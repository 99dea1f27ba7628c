use crate::hash::FrameHash;
use crate::snapshot::VocabularySnapshot;

/// Boolean membership of a trace over a snapshot's frames.
///
/// Order and multiplicity of frames in the trace are discarded.
#[derive(Debug, Clone, PartialEq, Eq)]
pub struct MembershipVector {
    bits: Vec<bool>,
}

impl MembershipVector {
    pub fn zeros(dim: usize) -> Self {
        Self {
            bits: vec![false; dim],
        }
    }

    pub fn dim(&self) -> usize {
        self.bits.len()
    }

    /// Number of set entries (Hamming weight).
    pub fn weight(&self) -> usize {
        self.bits.iter().filter(|&&b| b).count()
    }

    /// True if the trace matched no frame of the snapshot. Such vectors
    /// have zero norm and cannot take part in cosine similarity.
    pub fn is_zero(&self) -> bool {
        !self.bits.iter().any(|&b| b)
    }

    pub fn get(&self, i: usize) -> bool {
        self.bits.get(i).copied().unwrap_or(false)
    }

    pub fn as_slice(&self) -> &[bool] {
        &self.bits
    }

    /// Positions of set entries, ascending.
    pub fn ones(&self) -> impl Iterator<Item = usize> + '_ {
        self.bits
            .iter()
            .enumerate()
            .filter_map(|(i, &b)| b.then_some(i))
    }
}

/// Convert a trace into a membership vector over `snapshot`.
///
/// Frames absent from the snapshot contribute nothing, so traces with
/// unseen frames still vectorize at reduced fidelity. A trace with no known
/// frame yields the zero vector; callers filter those before similarity.
pub fn vectorize<S: AsRef<str>>(trace: &[S], snapshot: &VocabularySnapshot) -> MembershipVector {
    let mut v = MembershipVector::zeros(snapshot.dim());
    for frame in trace {
        if let Some(pos) = snapshot.position(&FrameHash::of(frame.as_ref())) {
            v.bits[pos] = true;
        }
    }
    v
}

#[cfg(test)]
mod tests {
    use super::*;
    use crate::Vocabulary;

    fn snapshot() -> VocabularySnapshot {
        let mut vocab = Vocabulary::new();
        vocab.register("0", &["A", "B", "C"], None).unwrap();
        vocab.snapshot()
    }

    #[test]
    fn weight_counts_distinct_known_frames() {
        let s = snapshot();
        let v = s.vectorize(&["A", "B", "A", "A"]);
        assert_eq!(v.dim(), 3);
        assert_eq!(v.weight(), 2);
        assert_eq!(v.ones().collect::<Vec<_>>(), vec![0, 1]);
    }

    #[test]
    fn unknown_frames_are_ignored() {
        let s = snapshot();
        let v = s.vectorize(&["C", "Z.unseen"]);
        assert_eq!(v.weight(), 1);
        assert!(v.get(2));
        assert!(!v.get(7));
    }

    #[test]
    fn no_known_frames_gives_zero_vector() {
        let s = snapshot();
        let v = vectorize(&["X", "Y"], &s);
        assert!(v.is_zero());
        assert_eq!(v, MembershipVector::zeros(3));
    }
}
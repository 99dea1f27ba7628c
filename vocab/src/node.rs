use std::collections::HashMap;

use serde_json::Value;

use crate::hash::{FrameHash, TraceHash};

/// Arbitrary static attributes attached to a node when it is first created.
pub type Attrs = HashMap<String, Value>;

/// A vocabulary entry: one distinct frame and its aggregate statistics.
///
/// Nodes are only mutated through [`Vocabulary`](crate::Vocabulary)
/// registration and are never removed.
#[derive(Debug, Clone)]
pub struct Node {
    pub(crate) name: String,
    pub(crate) weight: u64,
    pub(crate) out_edges: HashMap<FrameHash, u64>,
    pub(crate) in_edges: HashMap<FrameHash, u64>,
    pub(crate) trace_frequency: HashMap<TraceHash, u64>,
    pub(crate) attrs: Option<Attrs>,
}

impl Node {
    pub(crate) fn new(name: &str, attrs: Option<&Attrs>) -> Self {
        Self {
            name: name.to_string(),
            weight: 0,
            out_edges: HashMap::new(),
            in_edges: HashMap::new(),
            trace_frequency: HashMap::new(),
            attrs: attrs.cloned(),
        }
    }

    /// The frame string.
    pub fn name(&self) -> &str {
        &self.name
    }

    /// Total observed occurrences of the frame.
    pub fn weight(&self) -> u64 {
        self.weight
    }

    /// Transitions from this frame to the next frame of a trace.
    pub fn out_edges(&self) -> &HashMap<FrameHash, u64> {
        &self.out_edges
    }

    /// Transitions into this frame from the previous frame of a trace.
    pub fn in_edges(&self) -> &HashMap<FrameHash, u64> {
        &self.in_edges
    }

    /// Occurrences of this frame per distinct trace.
    pub fn trace_frequency(&self) -> &HashMap<TraceHash, u64> {
        &self.trace_frequency
    }

    pub fn attrs(&self) -> Option<&Attrs> {
        self.attrs.as_ref()
    }
}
++++++++++
§ Task details: Please report every line among the entries that includes "Value".

§ Response box:
use serde_json::Value;
pub type Attrs = HashMap<String, Value>;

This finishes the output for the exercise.